Patients often stroll around the ward as a form of exercise. Nick came by and sat down beside me. As he approached, I felt like an animal, watching another come from a distance. I eyed him up and down, watched his body movements, and found no harm in him coming. We chatted, shared a few sex jokes. “Are you purposefully not looking at the box?” he asked. I didn’t realize that I was doing that, but after he left, I made a conscious effort not to look at the solution. I liked suspense. It seemed more like real life.
Tom came by soon afterwards. He offered to help with the puzzle some, jamming pieces together. We then started making animal noises and awkward tunes together. He didn’t really contribute much, only trying to squeeze together pieces that didn’t fit. I solved the rest of the puzzle, and let him place the last piece. He looked very proud of himself. Two days later, he was discharged.
William came that evening. He entered my room slowly and saw me lying in bed. He dropped his bags next to my bed and lay on top of me, with his cheek on top of mine. We stayed like that for a long time. I told him what had happened earlier that afternoon and showed him my journal entry, but we didn’t talk much. A nurse came by and saw us, and quietly left. His cheeks were wet now from being on top of mine. After a while, he lifted his head and cradled my head in his hands. “I’m just glad you’re doing better,” he said. “I knew you wouldn’t get better in just a normal way.”
My sister came an hour later. She had just finished dropping off Julie at the airport. I finished rehearsing my story to her. Like William, she didn’t say much. “I’m glad you’re doing better.” A pause, and then “I’m exhausted.” She lay down to take a nap. William had already been sleeping for a while. His back was curled at an uncomfortable angle. He barely fit on the bed. Even in his sleep, he was clutching my feet in his hands. I looked at both of them and lay down too. Snuggled between the two of them--my sister, who made up so much of my past, and William, who is such a big part of my future--I knew I was exactly where I needed to be--in the present. This time I knew what the feeling was. I fell asleep.
I did little the first month I was home. When I felt it was time, I emerged from the house and bought three puzzle sets of disparate difficulty. When it was late at night and I was too tired to write anymore, I went to my desk and sorted out puzzle pieces until four in the morning. Some people prefer mornings. I prefer the late nights, when there is nothing, not even sunlight, to disrupt my thoughts.
Now that I am back at school, I don’t really have time to do puzzles. One night, however, I saw passed a girl in the dining hall working alone on a circular puzzle. She was gone by the time I came back, but I was glad to see that the puzzle was still there. The circular borders had just been pieced together.

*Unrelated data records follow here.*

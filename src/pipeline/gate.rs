//! Frame admission control
//!
//! One frame in flight at a time. The permit handed to the owner of an
//! admitted frame releases the gate when dropped, so every exit path
//! (success, failure, cancellation, panic unwind) releases exactly once.

use serde::{Deserialize, Serialize};
use std::sync::atomic::{AtomicBool, AtomicU64, Ordering};
use std::sync::Arc;
use tokio::sync::{OwnedSemaphorePermit, Semaphore};

/// Frame sequence numbers, increasing across every gate that shares them
#[derive(Debug, Clone, Default)]
pub struct FrameSequence {
    last: Arc<AtomicU64>,
}

impl FrameSequence {
    pub fn new() -> Self {
        Self::default()
    }

    fn next(&self) -> u64 {
        self.last.fetch_add(1, Ordering::SeqCst) + 1
    }
}

/// Single-slot gate in front of the frame pipeline
#[derive(Debug, Clone)]
pub struct AdmissionGate {
    slot: Arc<Semaphore>,
    admitted: Arc<AtomicU64>,
    sequence: FrameSequence,
}

impl Default for AdmissionGate {
    fn default() -> Self {
        Self::new()
    }
}

impl AdmissionGate {
    pub fn new() -> Self {
        Self::with_sequence(FrameSequence::new())
    }

    /// Gate numbering its frames from a sequence that outlives it
    pub fn with_sequence(sequence: FrameSequence) -> Self {
        Self {
            slot: Arc::new(Semaphore::new(1)),
            admitted: Arc::new(AtomicU64::new(0)),
            sequence,
        }
    }

    /// Claim the slot without waiting
    pub fn try_claim(&self) -> Option<FramePermit> {
        let permit = self.slot.clone().try_acquire_owned().ok()?;
        self.admitted.fetch_add(1, Ordering::SeqCst);
        let seq = self.sequence.next();
        Some(FramePermit { _permit: permit, seq })
    }

    /// Whether a frame is currently in flight
    pub fn is_busy(&self) -> bool {
        self.slot.available_permits() == 0
    }

    /// Number of frames admitted through this gate
    pub fn admitted(&self) -> u64 {
        self.admitted.load(Ordering::SeqCst)
    }

    /// Refuse all further claims
    pub fn close(&self) {
        self.slot.close();
    }
}

/// Proof of ownership of the in-flight slot
#[derive(Debug)]
pub struct FramePermit {
    _permit: OwnedSemaphorePermit,
    seq: u64,
}

impl FramePermit {
    /// Sequence number of the admitted frame, starting at 1 for a fresh sequence
    pub fn seq(&self) -> u64 {
        self.seq
    }
}

/// Pending "capture and translate now" request
#[derive(Debug, Clone, Default)]
pub struct CaptureRequest {
    pending: Arc<AtomicBool>,
}

impl CaptureRequest {
    pub fn new() -> Self {
        Self::default()
    }

    /// Ask for the next available frame to be processed
    pub fn request(&self) {
        self.pending.store(true, Ordering::SeqCst);
    }

    /// Consume a pending request
    pub fn take(&self) -> bool {
        self.pending
            .compare_exchange(true, false, Ordering::SeqCst, Ordering::SeqCst)
            .is_ok()
    }

    pub fn is_pending(&self) -> bool {
        self.pending.load(Ordering::SeqCst)
    }
}

/// Which frames are processed once the gate is free
#[derive(Debug, Clone, Copy, PartialEq, Eq, Default, Serialize, Deserialize)]
#[serde(rename_all = "snake_case")]
pub enum AdmissionPolicy {
    /// Only frames arriving after a capture request
    #[default]
    OnDemand,
    /// Every frame that finds the gate free
    Continuous,
}

#[cfg(test)]
mod tests {
    use super::*;

    #[test]
    fn test_only_one_claim_at_a_time() {
        let gate = AdmissionGate::new();
        let first = gate.try_claim().unwrap();
        assert!(gate.is_busy());
        assert!(gate.try_claim().is_none());

        drop(first);

        assert!(!gate.is_busy());
        let second = gate.try_claim().unwrap();
        assert_eq!(second.seq(), 2);
    }

    #[test]
    fn test_shared_sequence_continues_across_gates() {
        let sequence = FrameSequence::new();
        let first = AdmissionGate::with_sequence(sequence.clone());
        drop(first.try_claim().unwrap());
        drop(first.try_claim().unwrap());
        first.close();

        let second = AdmissionGate::with_sequence(sequence.clone());
        let permit = second.try_claim().unwrap();

        assert_eq!(permit.seq(), 3);
        assert_eq!(second.admitted(), 1);
    }

    #[test]
    fn test_clones_share_the_slot() {
        let gate = AdmissionGate::new();
        let other = gate.clone();
        let _permit = gate.try_claim().unwrap();
        assert!(other.try_claim().is_none());
    }

    #[test]
    fn test_release_on_panic() {
        let gate = AdmissionGate::new();
        let inner = gate.clone();
        let result = std::panic::catch_unwind(move || {
            let _permit = inner.try_claim().unwrap();
            panic!("recognition blew up");
        });
        assert!(result.is_err());
        assert!(gate.try_claim().is_some());
    }

    #[test]
    fn test_closed_gate_refuses() {
        let gate = AdmissionGate::new();
        gate.close();
        assert!(gate.try_claim().is_none());
    }

    #[test]
    fn test_capture_request_consumed_once() {
        let request = CaptureRequest::new();
        assert!(!request.take());
        request.request();
        request.request();
        assert!(request.is_pending());
        assert!(request.take());
        assert!(!request.take());
    }

    #[test]
    fn test_many_threads_single_winner() {
        let gate = AdmissionGate::new();
        let barrier = Arc::new(std::sync::Barrier::new(8));
        let handles: Vec<_> = (0..8)
            .map(|_| {
                let gate = gate.clone();
                let barrier = barrier.clone();
                std::thread::spawn(move || {
                    barrier.wait();
                    gate.try_claim().map(std::mem::forget).is_some()
                })
            })
            .collect();
        let winners = handles
            .into_iter()
            .map(|h| h.join().unwrap())
            .filter(|won| *won)
            .count();
        assert_eq!(winners, 1);
    }
}
//! Screen Capture Layer
//!
//! Frame sources deliver raw, possibly row-padded RGBA buffers on every
//! frame-ready tick. Opening a source requires a capture grant from the user.

pub mod frame;
pub mod reconstruct;

use async_trait::async_trait;
use std::path::{Path, PathBuf};
use std::time::Duration;
use thiserror::Error;
use tokio::time::{interval, Interval, MissedTickBehavior};
use tracing::{debug, info, warn};

use self::frame::{RawFrame, RGBA_PIXEL_STRIDE};

pub use reconstruct::reconstruct;

/// Errors raised while acquiring or decoding frames
#[derive(Debug, Error)]
pub enum CaptureError {
    #[error("screen capture permission denied: {0}")]
    PermissionDenied(String),
    #[error("pixel stride is zero")]
    ZeroPixelStride,
    #[error("unsupported pixel stride {0} (expected 4)")]
    UnsupportedPixelStride(u32),
    #[error("frame has no pixels")]
    EmptyFrame,
    #[error("row stride {row_stride} is smaller than a dense row ({min} bytes)")]
    InvalidRowStride { row_stride: u32, min: u32 },
    #[error("frame buffer too small: expected {expected} bytes, got {actual}")]
    BufferTooSmall { expected: usize, actual: usize },
    #[error("frame buffer unavailable: {0}")]
    BufferUnavailable(String),
    #[error("capture source error: {0}")]
    Source(String),
    #[error(transparent)]
    Io(#[from] std::io::Error),
}

/// What to capture
#[derive(Debug, Clone, PartialEq)]
pub enum CaptureTarget {
    /// Monitor by index (0 = first enumerated monitor)
    Monitor(usize),
    /// Replay image files from a directory in name order
    Replay(PathBuf),
}

/// Screen capture configuration
#[derive(Debug, Clone)]
pub struct CaptureConfig {
    /// Capture target
    pub target: CaptureTarget,
    /// Maximum frames per second to deliver
    pub max_fps: u32,
    /// Row alignment in bytes applied to replayed frames (0 = dense rows)
    pub replay_row_alignment: u32,
    /// Restart the replay directory once exhausted
    pub replay_loop: bool,
}

impl Default for CaptureConfig {
    fn default() -> Self {
        Self {
            target: CaptureTarget::Monitor(0),
            max_fps: 2,
            replay_row_alignment: 64,
            replay_loop: false,
        }
    }
}

impl CaptureConfig {
    fn frame_interval(&self) -> Duration {
        Duration::from_millis(1000 / self.max_fps.max(1) as u64)
    }
}

/// User authorization to capture the screen
///
/// Produced by the consent flow and handed to the service at start time.
#[derive(Debug, Clone, Default)]
pub struct CaptureGrant {
    /// Whether the user approved the capture request
    pub approved: bool,
    /// Opaque authorization token
    pub token: Option<String>,
}

impl CaptureGrant {
    /// Grant produced after the user consented to capturing `target`
    pub fn approved(token: impl Into<String>) -> Self {
        Self {
            approved: true,
            token: Some(token.into()),
        }
    }

    /// Grant produced when the user declined
    pub fn denied() -> Self {
        Self::default()
    }

    /// Check the grant before any capture resource is opened
    pub fn validate(&self) -> Result<&str, CaptureError> {
        if !self.approved {
            return Err(CaptureError::PermissionDenied(
                "capture request was not approved".to_string(),
            ));
        }
        match self.token.as_deref().map(str::trim) {
            Some(token) if !token.is_empty() => Ok(token),
            _ => Err(CaptureError::PermissionDenied(
                "capture token is missing".to_string(),
            )),
        }
    }
}

/// A producer of raw frames
#[async_trait]
pub trait FrameSource: Send {
    /// Human readable description for logs
    fn describe(&self) -> String;

    /// Wait for the next frame-ready notification.
    ///
    /// Returns `None` once the source is exhausted or closed. An `Err` means a
    /// notification arrived but no buffer could be acquired.
    async fn next_frame(&mut self) -> Option<Result<RawFrame, CaptureError>>;

    /// Release the underlying capture resources
    fn close(&mut self);
}

/// Open the frame source for `config.target` after validating the grant
pub fn open_frame_source(
    grant: &CaptureGrant,
    config: &CaptureConfig,
) -> Result<Box<dyn FrameSource>, CaptureError> {
    let token = grant.validate()?;
    debug!("Capture grant accepted (token length {})", token.len());

    match &config.target {
        CaptureTarget::Monitor(index) => Ok(Box::new(MonitorFrameSource::new(*index, config))),
        CaptureTarget::Replay(dir) => Ok(Box::new(ReplayFrameSource::open(dir, config)?)),
    }
}

/// Information about a capturable monitor
#[derive(Debug, Clone)]
pub struct MonitorInfo {
    pub index: usize,
    pub name: String,
    /// Position of the monitor's top-left corner on the desktop
    pub x: i32,
    pub y: i32,
    pub width: u32,
    pub height: u32,
    pub is_primary: bool,
}

/// Enumerate monitors available for capture
pub fn list_monitors() -> Result<Vec<MonitorInfo>, CaptureError> {
    let monitors = xcap::Monitor::all().map_err(|e| CaptureError::Source(e.to_string()))?;

    Ok(monitors
        .iter()
        .enumerate()
        .map(|(index, monitor)| MonitorInfo {
            index,
            name: monitor.name().unwrap_or_else(|_| "Unknown".to_string()),
            x: monitor.x().unwrap_or(0),
            y: monitor.y().unwrap_or(0),
            width: monitor.width().unwrap_or(0),
            height: monitor.height().unwrap_or(0),
            is_primary: monitor.is_primary().unwrap_or(false),
        })
        .collect())
}

/// Monitor capture via xcap, polled at the configured rate
pub struct MonitorFrameSource {
    index: usize,
    ticker: Interval,
    closed: bool,
}

impl MonitorFrameSource {
    pub fn new(index: usize, config: &CaptureConfig) -> Self {
        let mut ticker = interval(config.frame_interval());
        ticker.set_missed_tick_behavior(MissedTickBehavior::Skip);
        info!("Monitor capture on index {} at {} fps", index, config.max_fps);
        Self {
            index,
            ticker,
            closed: false,
        }
    }
}

#[async_trait]
impl FrameSource for MonitorFrameSource {
    fn describe(&self) -> String {
        format!("monitor #{}", self.index)
    }

    async fn next_frame(&mut self) -> Option<Result<RawFrame, CaptureError>> {
        if self.closed {
            return None;
        }
        self.ticker.tick().await;

        let index = self.index;
        let captured = tokio::task::spawn_blocking(move || {
            let monitor = xcap::Monitor::all()
                .map_err(|e| CaptureError::Source(e.to_string()))?
                .into_iter()
                .nth(index)
                .ok_or_else(|| CaptureError::Source(format!("monitor {index} not found")))?;
            let image = monitor
                .capture_image()
                .map_err(|e| CaptureError::BufferUnavailable(e.to_string()))?;
            let (width, height) = (image.width(), image.height());
            Ok(RawFrame::dense(image.into_raw(), width, height))
        })
        .await;

        Some(match captured {
            Ok(result) => result,
            Err(e) => Err(CaptureError::BufferUnavailable(e.to_string())),
        })
    }

    fn close(&mut self) {
        if !self.closed {
            info!("Monitor capture #{} closed", self.index);
        }
        self.closed = true;
    }
}

/// Replays still images as if they came from a hardware frame buffer
///
/// Rows are padded to `replay_row_alignment` bytes so the frames exercise the
/// same reconstruction path as real captures.
pub struct ReplayFrameSource {
    files: Vec<PathBuf>,
    position: usize,
    row_alignment: u32,
    looping: bool,
    ticker: Interval,
    closed: bool,
}

impl ReplayFrameSource {
    pub fn open(dir: &Path, config: &CaptureConfig) -> Result<Self, CaptureError> {
        let files = list_replay_files(dir)?;
        if files.is_empty() {
            return Err(CaptureError::Source(format!(
                "no replayable images in {}",
                dir.display()
            )));
        }
        info!("Replaying {} frames from {:?}", files.len(), dir);

        let mut ticker = interval(config.frame_interval());
        ticker.set_missed_tick_behavior(MissedTickBehavior::Delay);

        Ok(Self {
            files,
            position: 0,
            row_alignment: config.replay_row_alignment,
            looping: config.replay_loop,
            ticker,
            closed: false,
        })
    }
}

#[async_trait]
impl FrameSource for ReplayFrameSource {
    fn describe(&self) -> String {
        format!("replay of {} files", self.files.len())
    }

    async fn next_frame(&mut self) -> Option<Result<RawFrame, CaptureError>> {
        if self.closed {
            return None;
        }
        if self.position >= self.files.len() {
            if !self.looping {
                return None;
            }
            self.position = 0;
        }
        self.ticker.tick().await;

        let path = self.files[self.position].clone();
        self.position += 1;
        let alignment = self.row_alignment;

        let loaded = tokio::task::spawn_blocking(move || load_padded_frame(&path, alignment)).await;
        Some(match loaded {
            Ok(result) => result,
            Err(e) => Err(CaptureError::BufferUnavailable(e.to_string())),
        })
    }

    fn close(&mut self) {
        self.closed = true;
    }
}

fn list_replay_files(dir: &Path) -> Result<Vec<PathBuf>, CaptureError> {
    let mut files: Vec<PathBuf> = std::fs::read_dir(dir)?
        .filter_map(|entry| entry.ok().map(|e| e.path()))
        .filter(|path| {
            path.extension()
                .and_then(|ext| ext.to_str())
                .map(|ext| matches!(ext.to_ascii_lowercase().as_str(), "png" | "jpg" | "jpeg" | "bmp"))
                .unwrap_or(false)
        })
        .collect();
    files.sort();
    Ok(files)
}

fn load_padded_frame(path: &Path, row_alignment: u32) -> Result<RawFrame, CaptureError> {
    let image = image::open(path)
        .map_err(|e| {
            warn!("Failed to decode replay frame {:?}: {}", path, e);
            CaptureError::BufferUnavailable(e.to_string())
        })?
        .to_rgba8();
    let (width, height) = image.dimensions();
    Ok(pad_rows(image.into_raw(), width, height, row_alignment))
}

/// Lay out a dense RGBA buffer with rows padded to `alignment` bytes
pub fn pad_rows(dense: Vec<u8>, width: u32, height: u32, alignment: u32) -> RawFrame {
    let dense_row = width * RGBA_PIXEL_STRIDE;
    if alignment == 0 || dense_row % alignment == 0 {
        return RawFrame::dense(dense, width, height);
    }

    let row_stride = dense_row.div_ceil(alignment) * alignment;
    let mut padded = Vec::with_capacity(row_stride as usize * height as usize);
    for row in dense.chunks(dense_row as usize) {
        padded.extend_from_slice(row);
        padded.resize(padded.len() + (row_stride - dense_row) as usize, 0);
    }
    RawFrame::new(padded, width, height, row_stride, RGBA_PIXEL_STRIDE)
}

Slowly, I put away my coat and sat into the chair, feeling like a traveler who had just arrived home. My goal was to finish the entire puzzle. By midnight I had put together a third of it, but it was time for me to go. There was an anatomy quiz tomorrow, and I had a far bigger and more complex puzzle to study before the morning came. Besides, the night guard would have sent me to bed by this time anyways if I were back in the hospital. And so I left, patting myself on the back for all those pieces I managed to put together.
Two days later, I saw that someone else had finished the puzzle in the dining hall. There was something wholesome in seeing the circle in its completion. I smiled and wondered if it was the same girl who put in the last piece. If it was her, I hoped that she found whatever she was seeking and that when the final picture came together, it was beautiful.